I may be missing a subtle point, but to me the proposed Read2
trait:
trait Read2 {
type Data; // = u8; // with associated type defaults.
type Error; // = (); // with associated type defaults.
/// Returns at least 'items', which can be 0 for best-effort.
fn peek(&mut self, items: usize ) -> Result<&[Self::Data],Self::Error>;
/// Can consume any number of items, acting much like `skip()`.
fn consume(&mut self, items: usize ) -> Result<(), Self::Error>;
}
looks awfully similar to the std::io::BufRead
trait:
pub trait BufRead {
/// Fills the internal buffer of this object, returning the buffer contents.
///
/// This function is a lower-level call. It needs to be paired with the consume method to function properly.
/// When calling this method, none of the contents will be "read" in the sense that later calling read may
/// return the same contents. As such, consume must be called with the number of bytes that are
/// consumed from this buffer to ensure that the bytes are never returned twice.

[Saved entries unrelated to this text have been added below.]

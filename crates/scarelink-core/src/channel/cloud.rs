// ── Cloud channel ──
//
// Relay through the document store. Commands are appended to
// `devices/<id>/commands` for the device to pick up; telemetry and presence
// arrive as live subscriptions to the device's documents. A subscription that
// ends is reopened on the socket's fixed-delay policy; past the cap the relay
// link is reported as given up and the channel counts as disconnected.

use std::pin::pin;
use std::sync::atomic::{AtomicBool, Ordering};
use std::sync::{Arc, Mutex, PoisonError, RwLock};
use std::time::Duration;

use arc_swap::ArcSwap;
use async_trait::async_trait;
use chrono::Utc;
use futures_core::Stream;
use futures_util::StreamExt;
use serde_json::{Map, Value};
use tokio::sync::broadcast;
use tokio::time::Instant;
use tokio_util::sync::CancellationToken;
use tracing::{debug, info, warn};

use scarelink_api::cloud::{DevicePaths, PendingCommand, PresenceDocument};
use scarelink_api::{
    DocumentStore, HealthTracker, ReconnectConfig, RestDocumentStore, TelemetryPayload,
    TransportConfig,
};

use super::{CloudTransport, Link, LinkEvent};
use crate::config::{CloudConfig, ConnectionConfig};
use crate::convert::snapshot_from_payload;
use crate::error::CoreError;
use crate::model::{TelemetrySnapshot, TelemetrySource};
use crate::store::TelemetryCache;
use crate::stream::Subscription;

const LINK_EVENT_CAPACITY: usize = 16;

/// Builds the relay client from the current cloud settings.
pub type StoreFactory =
    Arc<dyn Fn(&CloudConfig) -> Result<Arc<dyn DocumentStore>, scarelink_api::Error> + Send + Sync>;

/// Relay connection to the device.
#[derive(Clone)]
pub struct CloudChannel {
    inner: Arc<CloudInner>,
}

struct CloudInner {
    config: ArcSwap<ConnectionConfig>,
    factory: StoreFactory,
    store: RwLock<Option<Arc<dyn DocumentStore>>>,
    cache: TelemetryCache,
    /// Telemetry subscription feeding the cache while connected.
    feed: Mutex<Option<Subscription>>,
    connecting: AtomicBool,
    events: broadcast::Sender<LinkEvent>,
    /// Health of the relay subscriptions.
    health: HealthTracker,
}

impl CloudInner {
    /// Forget the relay client, but only if it is still `store`.
    fn release(&self, store: &Arc<dyn DocumentStore>) {
        let mut guard = self.store.write().unwrap_or_else(PoisonError::into_inner);
        if guard.as_ref().is_some_and(|current| Arc::ptr_eq(current, store)) {
            *guard = None;
        }
    }
}
// ── Status poll loop ──
//
// One request immediately, then one per interval, never overlapping. A
// failure that means the board is gone (refused, timed out) drops the link
// at once; anything else (bad status, bad body) has to repeat
// `threshold` times in a row first. One success clears the streak.

use std::sync::Arc;
use std::time::Duration;

use tokio::sync::broadcast;
use tokio::time::MissedTickBehavior;
use tokio_util::sync::CancellationToken;
use tracing::{debug, info, warn};

use scarelink_api::{HealthTracker, StatusClient};

use super::{Link, LinkEvent};
use crate::convert::snapshot_from_payload;
use crate::model::TelemetrySource;
use crate::store::TelemetryCache;

/// Consecutive-failure counter behind the poll link's debounce.
#[derive(Debug, Clone, Copy, PartialEq, Eq)]
pub(crate) struct FailureStreak {
    threshold: u32,
    consecutive: u32,
}

impl FailureStreak {
    pub fn new(threshold: u32) -> Self {
        Self {
            threshold: threshold.max(1),
            consecutive: 0,
        }
    }

    pub fn success(&mut self) {
        self.consecutive = 0;
    }

    /// Count a failure; `true` if the link should now be considered down.
    pub fn failure(&mut self, unreachable: bool) -> bool {
        self.consecutive = self.consecutive.saturating_add(1);
        unreachable || self.consecutive >= self.threshold
    }

    pub fn consecutive(&self) -> u32 {
        self.consecutive
    }
}

/// Where poll results go.
pub(crate) struct PollSink {
    pub health: HealthTracker,
    pub events: broadcast::Sender<LinkEvent>,
    pub cache: TelemetryCache,
}

impl PollSink {
    pub fn new(events: broadcast::Sender<LinkEvent>, cache: TelemetryCache) -> Self {
        Self {
            health: HealthTracker::new(),
            events,
            cache,
        }
    }

    fn up(&self) {
        if self.health.mark_connected() {
            info!("status poll link up");
            let _ = self.events.send(LinkEvent::Up(Link::Poll));
        }
    }

    fn failed(&self, reason: String, down: bool) {
        if !down {
            self.health.record_error(reason);
            return;
        }
        if self.health.mark_disconnected(Some(reason.clone())) {
            warn!(%reason, "status poll link down");
            let _ = self.events.send(LinkEvent::Down {
                link: Link::Poll,
                reason,
            });
        }
    }

    /// Mark the link down on request (stop, disconnect).
    pub fn stopped(&self) {
        self.failed("polling stopped".into(), true);
    }
}

pub(crate) async fn poll_loop(
    client: StatusClient,
    interval: Duration,
    threshold: u32,
    sink: Arc<PollSink>,
    cancel: CancellationToken,
) {
    let mut ticker = tokio::time::interval(interval);
    ticker.set_missed_tick_behavior(MissedTickBehavior::Delay);
    let mut streak = FailureStreak::new(threshold);

    debug!(address = %client.address(), ?interval, "status polling started");

    loop {
        tokio::select! {
            biased;
            () = cancel.cancelled() => break,
            _ = ticker.tick() => {}
        }

        let result = tokio::select! {
            biased;
            () = cancel.cancelled() => break,
            result = client.fetch_status() => result,
        };

        let outcome = result
            .map_err(|e| (e.is_unreachable(), e.to_string()))
            .and_then(|payload| {
                snapshot_from_payload(payload, TelemetrySource::Poll)
                    .map_err(|e| (false, e.to_string()))
            });

        match outcome {
            Ok(snapshot) => {
                streak.success();
                sink.cache.update(snapshot);
                sink.up();
            }
            Err((unreachable, reason)) => {
                let down = streak.failure(unreachable);
                debug!(
                    %reason,
                    unreachable,
                    consecutive = streak.consecutive(),
                    "status poll failed"
                );
                sink.failed(reason, down);
            }
        }
    }

    debug!("status polling stopped");
}

#[cfg(test)]
#[allow(clippy::unwrap_used)]
mod tests {
    use serde_json::json;
    use url::Url;
    use wiremock::matchers::{method, path};
    use wiremock::{Mock, MockServer, ResponseTemplate};

    use scarelink_api::DeviceAddress;

    use super::*;

    #[test]
    fn streak_debounces_soft_failures() {
        let mut streak = FailureStreak::new(3);
        assert!(!streak.failure(false));
        assert!(!streak.failure(false));
        assert!(streak.failure(false));

        streak.success();
        assert!(!streak.failure(false));
    }

    #[test]
    fn unreachable_drops_immediately() {
        let mut streak = FailureStreak::new(3);
        assert!(streak.failure(true));
    }

    async fn start(server: &MockServer) -> (Arc<PollSink>, broadcast::Receiver<LinkEvent>, CancellationToken) {
        let url = Url::parse(&server.uri()).unwrap();
        let address = DeviceAddress::new(url.host_str().unwrap(), url.port().unwrap(), "/status");
        let client = StatusClient::with_client(reqwest::Client::new(), address);

        let (events, rx) = broadcast::channel(16);
        let sink = Arc::new(PollSink::new(events, TelemetryCache::new()));
        let cancel = CancellationToken::new();
        tokio::spawn(poll_loop(
            client,
            Duration::from_millis(20),
            3,
            Arc::clone(&sink),
            cancel.clone(),
        ));
        (sink, rx, cancel)
    }

    async fn next(rx: &mut broadcast::Receiver<LinkEvent>) -> LinkEvent {
        tokio::time::timeout(Duration::from_secs(5), rx.recv())
            .await
            .unwrap()
            .unwrap()
    }

    #[tokio::test]
    async fn success_updates_cache_and_raises_link() {
        let server = MockServer::start().await;
        Mock::given(method("GET"))
            .and(path("/status"))
            .respond_with(
                ResponseTemplate::new(200).set_body_json(json!({"soilHumidity": 55, "motion": false})),
            )
            .mount(&server)
            .await;

        let (sink, mut rx, cancel) = start(&server).await;
        assert_eq!(next(&mut rx).await, LinkEvent::Up(Link::Poll));

        let snap = sink.cache.current().unwrap();
        assert_eq!(snap.soil_humidity, Some(55.0));
        assert_eq!(snap.motion, Some(false));
        assert!(sink.health.current().connected);
        cancel.cancel();
    }

    #[tokio::test]
    async fn repeated_bad_status_drops_link() {
        let server = MockServer::start().await;
        Mock::given(method("GET"))
            .and(path("/status"))
            .respond_with(ResponseTemplate::new(200).set_body_json(json!({"soilHumidity": 30})))
            .up_to_n_times(1)
            .with_priority(1)
            .mount(&server)
            .await;
        Mock::given(method("GET"))
            .and(path("/status"))
            .respond_with(ResponseTemplate::new(500))
            .mount(&server)
            .await;

        let (sink, mut rx, cancel) = start(&server).await;
        assert_eq!(next(&mut rx).await, LinkEvent::Up(Link::Poll));
        assert!(matches!(
            next(&mut rx).await,
            LinkEvent::Down { link: Link::Poll, .. }
        ));

        let requests = server.received_requests().await.unwrap();
        assert!(requests.len() >= 4, "expected 1 success + 3 failures");
        assert!(sink.health.current().last_error.unwrap().contains("500"));
        // The last good snapshot stays cached.
        assert_eq!(sink.cache.current().unwrap().soil_humidity, Some(30.0));
        cancel.cancel();
    }

    #[tokio::test]
    async fn out_of_range_reading_is_not_cached() {
        let server = MockServer::start().await;
        Mock::given(method("GET"))
            .and(path("/status"))
            .respond_with(ResponseTemplate::new(200).set_body_json(json!({"volume": 7.5})))
            .mount(&server)
            .await;

        let (sink, _rx, cancel) = start(&server).await;
        tokio::time::sleep(Duration::from_millis(100)).await;

        assert!(sink.cache.current().is_none());
        assert!(!sink.health.current().connected);
        assert!(sink.health.current().last_error.is_some());
        cancel.cancel();
    }
}
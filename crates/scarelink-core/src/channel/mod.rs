// ── Transport channels ──
//
// The two ways of reaching the device, each behind a trait so the manager
// and router can be driven by fakes. `LocalChannel` and `CloudChannel` are
// the production implementations.

pub mod cloud;
pub mod local;
mod poll;

#[cfg(test)]
pub(crate) mod fakes;

use std::sync::Arc;

use async_trait::async_trait;
use serde::Serialize;
use serde_json::{Map, Value};
use strum::Display;
use tokio::sync::broadcast;

use scarelink_api::{CameraControl, ChannelHealth, SocketCommand};

use crate::config::ConnectionConfig;

pub use cloud::CloudChannel;
pub use local::LocalChannel;

// ── Link events ──────────────────────────────────────────────────────

/// A sub-channel whose connectivity is reported as [`LinkEvent`]s.
#[derive(Debug, Clone, Copy, PartialEq, Eq, Hash, Serialize, Display)]
#[serde(rename_all = "lowercase")]
#[strum(serialize_all = "lowercase")]
pub enum Link {
    /// Camera board HTTP status poll.
    Poll,
    /// Actuator board WebSocket.
    Socket,
    /// Live telemetry subscription on the cloud relay.
    Relay,
}

/// Connectivity change on a sub-channel.
#[derive(Debug, Clone, PartialEq, Eq)]
pub enum LinkEvent {
    Up(Link),
    Down { link: Link, reason: String },
    /// Automatic reconnection stopped after `attempts` tries.
    GaveUp { link: Link, attempts: u32 },
}

/// Health of both local sub-channels.
#[derive(Debug, Clone, Default, PartialEq, Eq, Serialize)]
pub struct LocalHealth {
    pub poll: ChannelHealth,
    pub socket: ChannelHealth,
}

impl LocalHealth {
    /// Both sub-channels up.
    pub fn is_fully_connected(&self) -> bool {
        self.poll.connected && self.socket.connected
    }

    /// Exactly one sub-channel up.
    pub fn is_partial(&self) -> bool {
        self.poll.connected != self.socket.connected
    }
}

// ── Transport seams ──────────────────────────────────────────────────

/// Direct connection to the on-device controllers.
#[async_trait]
pub trait LocalTransport: Send + Sync {
    /// Bounded-time reachability check of the configured status endpoint.
    async fn probe(&self) -> bool;

    /// Start polling and open the socket; `true` once the socket is open.
    async fn connect(&self) -> bool;

    /// Stop polling, close the socket, cancel pending reconnects.
    async fn disconnect(&self);

    /// Write one command frame to the socket if it is open.
    fn send(&self, command: &SocketCommand) -> bool;

    /// Apply one camera setting over HTTP.
    async fn camera_control(&self, control: CameraControl) -> bool;

    fn link_events(&self) -> broadcast::Receiver<LinkEvent>;

    fn health(&self) -> LocalHealth;

    /// Replace the configuration; takes effect on the next connect.
    fn apply_config(&self, config: Arc<ConnectionConfig>);
}

/// Relay through the cloud document store.
#[async_trait]
pub trait CloudTransport: Send + Sync {
    /// Build the relay client and verify it with a test read.
    async fn connect(&self) -> bool;

    async fn disconnect(&self);

    /// Queue a command document. No retry.
    async fn send_command(&self, action: &str, params: Map<String, Value>) -> bool;

    /// `false` once the relay feed has given up resubscribing.
    fn is_connected(&self) -> bool;

    /// `Relay` link changes of the telemetry feed.
    fn link_events(&self) -> broadcast::Receiver<LinkEvent>;

    fn apply_config(&self, config: Arc<ConnectionConfig>);
}
// ── Wire payloads ──
//
// Raw shapes exchanged with the on-device controllers. Every sensor field is
// optional on the wire; a field of the wrong JSON type is a hard
// deserialization error rather than a silent default. Validation into domain
// types happens in `scarelink-core`.

use serde::{Deserialize, Serialize};
use strum::{AsRefStr, Display, EnumString};

use crate::error::Error;

// ── Inbound ──────────────────────────────────────────────────────────

/// Sensor and actuator readings as reported by either controller or the
/// cloud telemetry document.
#[derive(Debug, Clone, Default, PartialEq, Serialize, Deserialize)]
#[serde(rename_all = "camelCase")]
pub struct TelemetryPayload {
    #[serde(default)]
    pub soil_humidity: Option<f64>,
    #[serde(default)]
    pub temperature: Option<f64>,
    #[serde(default)]
    pub air_humidity: Option<f64>,
    #[serde(default)]
    pub light_level: Option<f64>,
    #[serde(default)]
    pub motion: Option<bool>,
    #[serde(default)]
    pub servo_left: Option<f64>,
    #[serde(default)]
    pub servo_right: Option<f64>,
    #[serde(default)]
    pub servo_head: Option<f64>,
    #[serde(default)]
    pub track_index: Option<u32>,
    #[serde(default)]
    pub volume: Option<f64>,
    #[serde(default)]
    pub playing: Option<bool>,
    #[serde(default)]
    pub detection_enabled: Option<bool>,
    #[serde(default)]
    pub grayscale: Option<bool>,
    #[serde(default)]
    pub birds_detected: Option<u32>,
    #[serde(default)]
    pub uptime: Option<u64>,
    #[serde(default)]
    pub rssi: Option<i32>,
    /// Device-side epoch milliseconds, if the firmware stamps its messages.
    #[serde(default)]
    pub timestamp: Option<i64>,
}

/// A detection alert raised by the on-device vision pipeline.
#[derive(Debug, Clone, Default, PartialEq, Serialize, Deserialize)]
#[serde(rename_all = "camelCase")]
pub struct DetectionPayload {
    #[serde(default)]
    pub label: Option<String>,
    #[serde(default)]
    pub confidence: Option<f64>,
    #[serde(default)]
    pub count: Option<u32>,
    #[serde(default)]
    pub timestamp: Option<i64>,
}

/// A decoded inbound WebSocket frame, dispatched on its `type` field.
#[derive(Debug, Clone, PartialEq)]
pub enum InboundFrame {
    Telemetry(TelemetryPayload),
    Detection(DetectionPayload),
    /// A well-formed frame with a `type` this client does not handle.
    Unrecognized(String),
}

/// Parse a WebSocket text frame.
///
/// Frames are JSON objects with a mandatory string `type`. The payload is
/// either nested under `data` or laid out flat beside `type`.
pub fn parse_frame(text: &str) -> Result<InboundFrame, Error> {
    let value: serde_json::Value =
        serde_json::from_str(text).map_err(|e| deserialization(&e, text))?;

    let Some(frame_type) = value.get("type").and_then(serde_json::Value::as_str) else {
        return Err(Error::Deserialization {
            message: "frame has no string `type` field".into(),
            body: text.to_owned(),
        });
    };
    let frame_type = frame_type.to_owned();

    let body = match value.get("data") {
        Some(data) if data.is_object() => data.clone(),
        _ => value,
    };

    match frame_type.as_str() {
        "telemetry" | "sensor_data" | "status" => serde_json::from_value(body)
            .map(InboundFrame::Telemetry)
            .map_err(|e| deserialization(&e, text)),
        "detection" | "detection_alert" => serde_json::from_value(body)
            .map(InboundFrame::Detection)
            .map_err(|e| deserialization(&e, text)),
        _ => Ok(InboundFrame::Unrecognized(frame_type)),
    }
}

/// Parse an HTTP status body or a cloud telemetry document.
pub fn parse_telemetry(text: &str) -> Result<TelemetryPayload, Error> {
    serde_json::from_str(text).map_err(|e| deserialization(&e, text))
}

fn deserialization(err: &serde_json::Error, body: &str) -> Error {
    Error::Deserialization {
        message: err.to_string(),
        body: body.to_owned(),
    }
}

// ── Outbound ─────────────────────────────────────────────────────────

/// Physical servo channels on the actuator board.
#[derive(
    Debug, Clone, Copy, PartialEq, Eq, Hash, Serialize, Deserialize, Display, EnumString, AsRefStr,
)]
#[serde(rename_all = "lowercase")]
#[strum(serialize_all = "lowercase", ascii_case_insensitive)]
pub enum ServoId {
    Left,
    Right,
    Head,
}

/// Command frames understood by the actuator board's socket.
#[derive(Debug, Clone, PartialEq, Serialize, Deserialize)]
#[serde(tag = "type", rename_all = "snake_case")]
pub enum SocketCommand {
    Alarm,
    PlayTrack { track: u32 },
    NextTrack,
    Volume { level: f64 },
    MoveArms,
    StopMovement,
    StopAudio,
    Servo { servo: ServoId, angle: u16 },
    Reset,
}

/// Settings exposed by the camera board's `/control` endpoint.
#[derive(Debug, Clone, Copy, PartialEq, Eq, Display, AsRefStr)]
#[strum(serialize_all = "snake_case")]
pub enum CameraVar {
    Framesize,
    Brightness,
    Contrast,
    Grayscale,
    Detection,
    Sensitivity,
    Reboot,
}

/// One `GET /control?var=<var>&val=<value>` call.
#[derive(Debug, Clone, Copy, PartialEq, Eq)]
pub struct CameraControl {
    pub var: CameraVar,
    pub value: i32,
}

impl CameraControl {
    pub fn new(var: CameraVar, value: i32) -> Self {
        Self { var, value }
    }
}
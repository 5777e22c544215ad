// REST document store
//
// Speaks the JSON-tree REST dialect: every node is addressable as
// `<base>/<path>.json`, `POST` to a collection creates a child with a
// generated key, and the same URL opened with `Accept: text/event-stream`
// streams `put`/`patch` events for the subtree. An optional database secret
// or ID token goes in the `auth` query parameter.

use async_trait::async_trait;
use futures_core::Stream;
use futures_util::StreamExt;
use secrecy::{ExposeSecret, SecretString};
use serde::Deserialize;
use serde_json::Value;
use tracing::{debug, trace, warn};
use url::Url;

use super::sse::{SseDecoder, StreamUpdate, apply_patch, apply_put};
use super::{DocumentStore, DocumentStream};
use crate::error::Error;
use crate::transport::TransportConfig;

/// Reply body of a collection `POST`.
#[derive(Debug, Deserialize)]
struct PushReply {
    name: String,
}

/// [`DocumentStore`] over the relay's REST + SSE interface.
pub struct RestDocumentStore {
    http: reqwest::Client,
    stream_http: reqwest::Client,
    base_url: Url,
    auth: Option<SecretString>,
}

impl RestDocumentStore {
    /// Create a store rooted at `base_url`.
    pub fn new(
        base_url: Url,
        auth: Option<SecretString>,
        transport: &TransportConfig,
    ) -> Result<Self, Error> {
        Ok(Self::with_clients(
            transport.build_client()?,
            transport.build_streaming_client()?,
            base_url,
            auth,
        ))
    }

    /// Create a store from pre-built clients. `stream_http` must not carry
    /// a total request timeout.
    pub fn with_clients(
        http: reqwest::Client,
        stream_http: reqwest::Client,
        mut base_url: Url,
        auth: Option<SecretString>,
    ) -> Self {
        if !base_url.path().ends_with('/') {
            let path = format!("{}/", base_url.path());
            base_url.set_path(&path);
        }
        Self {
            http,
            stream_http,
            base_url,
            auth,
        }
    }

    /// The relay root.
    pub fn base_url(&self) -> &Url {
        &self.base_url
    }

    // ── URL builders ─────────────────────────────────────────────────

    /// `<base>/<path>.json[?auth=<token>]`
    fn node_url(&self, path: &str) -> Result<Url, Error> {
        let path = path.trim_matches('/');
        let mut url = self.base_url.join(&format!("{path}.json"))?;
        if let Some(token) = &self.auth {
            url.query_pairs_mut()
                .append_pair("auth", token.expose_secret());
        }
        Ok(url)
    }

    // ── Response helpers ─────────────────────────────────────────────

    fn check_status(resp: &reqwest::Response, path: &str) -> Result<(), Error> {
        let status = resp.status();
        if status == reqwest::StatusCode::UNAUTHORIZED || status == reqwest::StatusCode::FORBIDDEN
        {
            return Err(Error::Unauthorized);
        }
        if !status.is_success() {
            // The URL may carry the token; report the node path instead.
            return Err(Error::Status {
                status: status.as_u16(),
                url: path.to_owned(),
            });
        }
        Ok(())
    }
}

#[async_trait]
impl DocumentStore for RestDocumentStore {
    async fn read(&self, path: &str) -> Result<Option<Value>, Error> {
        let url = self.node_url(path)?;
        debug!(path, "GET document");

        let resp = self.http.get(url).send().await?;
        Self::check_status(&resp, path)?;

        let body = resp.text().await?;
        let value: Value = serde_json::from_str(&body).map_err(|e| Error::Deserialization {
            message: e.to_string(),
            body: body.clone(),
        })?;
        Ok((!value.is_null()).then_some(value))
    }

    async fn append(&self, collection: &str, document: Value) -> Result<String, Error> {
        let url = self.node_url(collection)?;
        debug!(collection, "POST document");

        let resp = self.http.post(url).json(&document).send().await?;
        Self::check_status(&resp, collection)?;

        let body = resp.text().await?;
        let reply: PushReply = serde_json::from_str(&body).map_err(|e| Error::Deserialization {
            message: e.to_string(),
            body: body.clone(),
        })?;
        Ok(reply.name)
    }

    async fn subscribe(&self, path: &str) -> Result<DocumentStream, Error> {
        let url = self.node_url(path)?;
        debug!(path, "opening event stream");

        let resp = self
            .stream_http
            .get(url)
            .header(reqwest::header::ACCEPT, "text/event-stream")
            .send()
            .await?;
        Self::check_status(&resp, path)?;

        Ok(Box::pin(document_events(resp, path.to_owned())))
    }
}

// ── Event stream ─────────────────────────────────────────────────────

/// Fold `put`/`patch` events into a local copy of the node and yield it
/// after every update.
fn document_events(
    resp: reqwest::Response,
    path: String,
) -> impl Stream<Item = Result<Value, Error>> + Send {
    async_stream::try_stream! {
        let mut bytes = resp.bytes_stream();
        let mut decoder = SseDecoder::default();
        let mut document = Value::Null;

        while let Some(chunk) = bytes.next().await {
            let chunk = chunk?;
            for event in decoder.push(&chunk) {
                match event.event.as_str() {
                    "put" | "patch" => {
                        let update: StreamUpdate = serde_json::from_str(&event.data)
                            .map_err(|e| Error::Deserialization {
                                message: e.to_string(),
                                body: event.data.clone(),
                            })?;
                        if event.event == "put" {
                            apply_put(&mut document, &update.path, update.data);
                        } else {
                            apply_patch(&mut document, &update.path, update.data);
                        }
                        yield document.clone();
                    }
                    "keep-alive" => trace!(%path, "event stream keep-alive"),
                    "cancel" => {
                        warn!(%path, "event stream cancelled by relay");
                        Err::<(), Error>(Error::StreamEnded("cancelled by relay".into()))?;
                    }
                    "auth_revoked" => {
                        warn!(%path, "event stream credentials revoked");
                        Err::<(), Error>(Error::Unauthorized)?;
                    }
                    other => trace!(%path, event = other, "ignoring event"),
                }
            }
        }
        debug!(%path, "event stream closed");
    }
}
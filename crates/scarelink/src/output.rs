//! Output formatting: table, JSON, YAML.
//!
//! Renders data in the format selected by `--output`. Table uses `tabled`,
//! structured formats use serde. Colors go through `owo-colors`.

use std::io::{self, IsTerminal, Write};

use owo_colors::OwoColorize;
use tabled::{Table, Tabled, settings::Style};

use scarelink_core::ConnectionMode;

use crate::cli::{ColorMode, OutputFormat};

// ── Color helpers ────────────────────────────────────────────────────

/// Determine whether color output should be enabled.
pub fn should_color(mode: &ColorMode) -> bool {
    match mode {
        ColorMode::Always => true,
        ColorMode::Never => false,
        ColorMode::Auto => io::stdout().is_terminal() && std::env::var("NO_COLOR").is_err(),
    }
}

/// Mode label, colored by reachability.
pub fn mode_label(mode: ConnectionMode, color: bool) -> String {
    let label = mode.to_string();
    if !color {
        return label;
    }
    match mode {
        ConnectionMode::Local => label.green().bold().to_string(),
        ConnectionMode::Remote => label.yellow().bold().to_string(),
        ConnectionMode::None => label.red().bold().to_string(),
    }
}

/// `up` / `down`, colored.
pub fn link_label(connected: bool, color: bool) -> String {
    match (connected, color) {
        (true, true) => "up".green().to_string(),
        (false, true) => "down".red().to_string(),
        (true, false) => "up".into(),
        (false, false) => "down".into(),
    }
}

// ── Render dispatchers ───────────────────────────────────────────────

/// Render a list of serde-serializable + tabled items in the chosen format.
pub fn render_list<T, R>(format: &OutputFormat, data: &[T], to_row: impl Fn(&T) -> R) -> String
where
    T: serde::Serialize,
    R: Tabled,
{
    match format {
        OutputFormat::Table => {
            let rows: Vec<R> = data.iter().map(to_row).collect();
            render_table(&rows)
        }
        OutputFormat::Json => render_json(data, false),
        OutputFormat::JsonCompact => render_json(data, true),
        OutputFormat::Yaml => render_yaml(data),
    }
}

/// Render a single serde-serializable item in the chosen format.
///
/// Table rendering uses a custom `detail_fn` that returns a pre-formatted
/// string, since detail views don't use the `Tabled` derive.
pub fn render_single<T>(format: &OutputFormat, data: &T, detail_fn: impl Fn(&T) -> String) -> String
where
    T: serde::Serialize,
{
    match format {
        OutputFormat::Table => detail_fn(data),
        OutputFormat::Json => render_json(data, false),
        OutputFormat::JsonCompact => render_json(data, true),
        OutputFormat::Yaml => render_yaml(data),
    }
}

/// Print the rendered output to stdout, respecting quiet mode.
pub fn print_output(output: &str, quiet: bool) {
    if quiet || output.is_empty() {
        return;
    }
    let mut stdout = io::stdout().lock();
    let _ = writeln!(stdout, "{output}");
}

// ── Format-specific renderers ────────────────────────────────────────

pub(crate) fn render_table<R: Tabled>(rows: &[R]) -> String {
    Table::new(rows).with(Style::rounded()).to_string()
}

fn render_json<T: serde::Serialize + ?Sized>(data: &T, compact: bool) -> String {
    let rendered = if compact {
        serde_json::to_string(data)
    } else {
        serde_json::to_string_pretty(data)
    };
    rendered.unwrap_or_else(|e| format!("{{\"error\":\"serialization failed: {e}\"}}"))
}

fn render_yaml<T: serde::Serialize + ?Sized>(data: &T) -> String {
    serde_yaml::to_string(data).unwrap_or_else(|e| format!("error: serialization failed: {e}"))
}
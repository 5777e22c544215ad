//! Command dispatch: bridges CLI args -> core manager/router -> output.

pub mod config_cmd;
pub mod probe;
pub mod scan;
pub mod send;
pub mod status;
pub mod util;
pub mod watch;

use scarelink_core::ConnectionConfig;

use crate::cli::{Command, GlobalOpts};
use crate::error::CliError;

/// Dispatch a device-bound command to the appropriate handler.
pub async fn dispatch(
    cmd: Command,
    config: ConnectionConfig,
    global: &GlobalOpts,
) -> Result<(), CliError> {
    match cmd {
        Command::Probe => probe::handle(&config, global).await,
        Command::Scan(args) => scan::handle(args, global).await,
        Command::Status => status::handle(config, global).await,
        Command::Send(args) => send::handle(config, args, global).await,
        Command::Watch(args) => watch::handle(config, args, global).await,
        // Config and Completions are handled before dispatch
        Command::Config(_) | Command::Completions(_) => Ok(()),
    }
}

fn fill_buf(&mut self) -> Result<&[u8]>;
/// Tells this buffer that `amt` bytes have been consumed from the buffer,
/// so they should no longer be returned in calls to `read`.
fn consume(&mut self, amt: usize);
...
}
edit: to elaborate a little more, I'd say imo Read
and BufRead
are two approaches to the IO API which mainly differ on who owns the buffer, the caller (for Read
) or the IO construct (for BufRead
).
Depending on the underlying OS APIs, one or the other may be the cheapest (after all, implementing BufRead
directly for a mmaped file rather than on top of Read
makes a lot of sense). But non is intrinsically more general / always better than the other, and both likely are worth having and keeping.